Aug 25 2009
Writing Tip: Ask Why It Works
I recently finished reading this book on writing about literature. (Tough slogging at times, and I learned anew how nuts the modern world can be, but I learned plenty.) It’s a guide for university-level students who are studying literature, meant to teach them how to analyze what they’re reading so they can pen intelligent essays about it, whether they’re writing about fiction, drama, poetry, etc.
Much of the authors’ advice boils down to this: Pay attention to your responses while you’re reading. Note your thoughts and feelings as you go. Return to your notes once you’re finished, bringing your overall knowledge of the story to bear, and figure out WHY you responded as you did.
This is excellent advice for a writer. Dig out some of your favourite books. Read them over again, even if only in sections, and think about why you respond the way you do. I just pulled Madeleine L’Engle’s A Wrinkle in Time off my shelf, flipped it open to the first page, and read this:
It was a dark and stormy night.
In her attic bedroom Margaret Murry, wrapped in an old patchwork quilt, sat on the foot of her bed and watched the trees tossing in the frenzied lashing of the wind. Behind the trees clouds scudded frantically across the sky. Every few moments the moon ripped through them, creating wraith-like shadows that raced along the ground.
The house shook.
Wrapped in her quilt, Meg shook.
It’s a marvelous opening, but think about it. Does it grab you? Does it create a certain atmosphere or make you feel that certain things are more likely to happen than others? Why? Is it the use of words full of emotion and violence, the moon “ripping” through the clouds and the shadows “racing”? Is it the contrast of Meg, wrapped in a quilt in her attic and thus making a very small figure, with the hugeness and wildness of the world outside? What do YOU think?
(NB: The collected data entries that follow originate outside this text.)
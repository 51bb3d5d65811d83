//! Single-consumer writer thread.
//!
//! The writer runs on its own OS thread so that a slow disk or encoder pipe
//! can never delay the pacer. It pops items in FIFO order, writes them through
//! a [`SampleSink`], and appends one timing row per written item.

use crate::error::{AppResult, RecorderError};
use crate::pipeline::timing_log::{TimingLog, TimingRow};
use crate::pipeline::work_queue::WorkQueue;
use crate::pipeline::{PipelineCounters, QueuedItem};
use chrono::{DateTime, Utc};
use std::fs::{File, OpenOptions};
use std::io::{BufWriter, Write};
use std::path::{Path, PathBuf};
use std::sync::atomic::{AtomicBool, Ordering};
use std::sync::Arc;
use std::time::Instant;
use tokio::sync::oneshot;
use tracing::{debug, error, warn};

/// Destination of recorded payloads (file, encoder pipe, ...).
pub trait SampleSink: Send {
    /// Write one item. Errors are counted and the writer moves on.
    fn write(&mut self, item: &QueuedItem) -> AppResult<()>;

    /// Flush and release the destination.
    fn finish(&mut self) -> AppResult<()>;
}

/// Appends raw payload bytes to a file.
#[derive(Debug)]
pub struct RawFileSink {
    path: PathBuf,
    file: BufWriter<File>,
}

impl RawFileSink {
    /// Create (truncate) `path`, creating parent directories.
    pub fn create(path: impl AsRef<Path>) -> AppResult<Self> {
        let path = path.as_ref().to_path_buf();
        if let Some(parent) = path.parent() {
            std::fs::create_dir_all(parent)?;
        }
        let file = OpenOptions::new()
            .create(true)
            .write(true)
            .truncate(true)
            .open(&path)
            .map_err(|e| {
                RecorderError::Pipeline(format!(
                    "Failed to open output {}: {}",
                    path.display(),
                    e
                ))
            })?;

        Ok(Self {
            path,
            file: BufWriter::new(file),
        })
    }

    /// Output location.
    pub fn path(&self) -> &Path {
        &self.path
    }
}

impl SampleSink for RawFileSink {
    fn write(&mut self, item: &QueuedItem) -> AppResult<()> {
        self.file.write_all(&item.payload)?;
        Ok(())
    }

    fn finish(&mut self) -> AppResult<()> {
        self.file.flush()?;
        self.file.get_ref().sync_data()?;
        Ok(())
    }
}

/// Called once when consecutive write failures reach the threshold.
pub type FaultHandler = Box<dyn Fn(String) + Send + 'static>;

/// Everything the writer thread needs.
pub struct WriterTask {
    /// Source of items
    pub queue: Arc<WorkQueue<QueuedItem>>,
    /// Destination of payloads
    pub sink: Box<dyn SampleSink>,
    /// Per-item diagnostics
    pub timing: Arc<TimingLog>,
    /// Shared counters
    pub counters: Arc<PipelineCounters>,
    /// Set when the drain timed out; remaining items are discarded
    pub cancel: Arc<AtomicBool>,
    /// Consecutive failures before escalating
    pub failure_threshold: u32,
    /// Escalation callback
    pub on_fault: FaultHandler,
}

fn millis(d: std::time::Duration) -> f64 {
    d.as_secs_f64() * 1e3
}

fn signed_millis(later: DateTime<Utc>, earlier: DateTime<Utc>) -> f64 {
    (later - earlier)
        .num_microseconds()
        .map_or(0.0, |us| us as f64 / 1e3)
}

impl WriterTask {
    /// Start the thread. The receiver resolves once the queue is drained and
    /// the sink finished.
    pub fn spawn(self) -> AppResult<oneshot::Receiver<AppResult<()>>> {
        let (done_tx, done_rx) = oneshot::channel();
        std::thread::Builder::new()
            .name("recording-writer".into())
            .spawn(move || {
                let result = self.run();
                let _ = done_tx.send(result);
            })?;
        Ok(done_rx)
    }

    fn run(mut self) -> AppResult<()> {
        debug!("Writer thread started");
        let mut consecutive_failures: u32 = 0;
        let mut faulted = false;

        while let Some(item) = self.queue.pop() {
            if self.cancel.load(Ordering::Acquire) {
                self.counters.residual.fetch_add(1, Ordering::Relaxed);
                continue;
            }

            let write_wall = Utc::now();
            let write_start = Instant::now();
            let queue_delay = write_start.saturating_duration_since(item.enqueued_at.into_std());

            if let Err(e) = self.sink.write(&item) {
                self.counters.write_errors.fetch_add(1, Ordering::Relaxed);
                consecutive_failures += 1;
                warn!(index = item.index, error = %e, consecutive_failures, "Write failed");
                if consecutive_failures >= self.failure_threshold && !faulted {
                    faulted = true;
                    error!(consecutive_failures, "Writes keep failing, escalating");
                    (self.on_fault)(format!(
                        "{} consecutive write failures, last: {}",
                        consecutive_failures, e
                    ));
                }
                continue;
            }
            consecutive_failures = 0;
            let write_duration = write_start.elapsed();

            self.counters.written.fetch_add(1, Ordering::Relaxed);
            if item.is_duplicate {
                self.counters.written_duplicates.fetch_add(1, Ordering::Relaxed);
            } else {
                self.counters.written_fresh.fetch_add(1, Ordering::Relaxed);
            }

            let expected = millis(item.expected_interval);
            let actual = item.actual_interval.map(millis);
            let row = TimingRow {
                frame_index: item.index,
                sequence: item.sequence,
                capture_time: item.captured_at.to_rfc3339(),
                write_time: write_wall.to_rfc3339(),
                expected_interval_ms: expected,
                actual_interval_ms: actual,
                interval_error_ms: actual.map(|a| a - expected),
                queue_delay_ms: millis(queue_delay),
                write_duration_ms: millis(write_duration),
                queue_depth_after_write: self.queue.len(),
                is_duplicate: item.is_duplicate,
                tick_lag_ms: signed_millis(write_wall, item.captured_at),
            };
            if let Err(e) = self.timing.record(&row) {
                warn!(index = item.index, error = %e, "Timing row not recorded");
            }
        }

        let result = self.sink.finish();
        if let Err(e) = &result {
            warn!(error = %e, "Sink did not finish cleanly");
        }
        if let Err(e) = self.timing.flush() {
            warn!(error = %e, "Timing log flush failed");
        }
        debug!("Writer thread finished");
        result
    }
}

#[cfg(test)]
mod tests {
    use super::*;
    use bytes::Bytes;
    use std::sync::atomic::AtomicUsize;
    use std::time::Duration;

    fn item(index: u64) -> QueuedItem {
        QueuedItem {
            index,
            sequence: index,
            captured_at: Utc::now(),
            payload: Bytes::from_static(b"abcd"),
            is_duplicate: false,
            enqueued_at: tokio::time::Instant::now(),
            expected_interval: Duration::from_millis(33),
            actual_interval: None,
        }
    }

    struct FailingSink;

    impl SampleSink for FailingSink {
        fn write(&mut self, _item: &QueuedItem) -> AppResult<()> {
            Err(RecorderError::Io(std::io::Error::new(
                std::io::ErrorKind::Other,
                "disk full",
            )))
        }

        fn finish(&mut self) -> AppResult<()> {
            Ok(())
        }
    }

    #[tokio::test]
    async fn test_writes_payloads_and_timing_rows() {
        let dir = tempfile::tempdir().unwrap();
        let output = dir.path().join("trial_001.raw");
        let timing = Arc::new(TimingLog::create(dir.path().join("timing.csv")).unwrap());
        let queue = Arc::new(WorkQueue::new("writer-test", 16));
        let counters = Arc::new(PipelineCounters::default());

        for i in 0..5 {
            queue.push(item(i));
        }
        queue.close();

        let done = WriterTask {
            queue,
            sink: Box::new(RawFileSink::create(&output).unwrap()),
            timing: timing.clone(),
            counters: counters.clone(),
            cancel: Arc::new(AtomicBool::new(false)),
            failure_threshold: 3,
            on_fault: Box::new(|_| {}),
        }
        .spawn()
        .unwrap();
        done.await.unwrap().unwrap();

        assert_eq!(std::fs::read(&output).unwrap().len(), 20);
        assert_eq!(timing.rows(), 5);
        assert_eq!(counters.written.load(Ordering::Relaxed), 5);
    }

    #[tokio::test]
    async fn test_persistent_failures_escalate_once() {
        let dir = tempfile::tempdir().unwrap();
        let timing = Arc::new(TimingLog::create(dir.path().join("timing.csv")).unwrap());
        let queue = Arc::new(WorkQueue::new("failing", 16));
        let counters = Arc::new(PipelineCounters::default());
        let faults = Arc::new(AtomicUsize::new(0));

        for i in 0..10 {
            queue.push(item(i));
        }
        queue.close();

        let seen = faults.clone();
        let done = WriterTask {
            queue,
            sink: Box::new(FailingSink),
            timing: timing.clone(),
            counters: counters.clone(),
            cancel: Arc::new(AtomicBool::new(false)),
            failure_threshold: 3,
            on_fault: Box::new(move |_| {
                seen.fetch_add(1, Ordering::SeqCst);
            }),
        }
        .spawn()
        .unwrap();
        done.await.unwrap().unwrap();

        assert_eq!(faults.load(Ordering::SeqCst), 1);
        assert_eq!(counters.write_errors.load(Ordering::Relaxed), 10);
        assert_eq!(timing.rows(), 0);
    }
}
Try the same thing with some of your favourite authors. Look for specific things, positive and negative: Does this opening grip me? Is this conversation moving? Have I ceased to care about a character here? Is this scene especially atmospheric? Why is my heart racing at this point in the story? WHY? What is the author doing to call forth this reaction?
In any profession, you’re wise to learn from the best. And the first key to learning is a simple question: “Why?”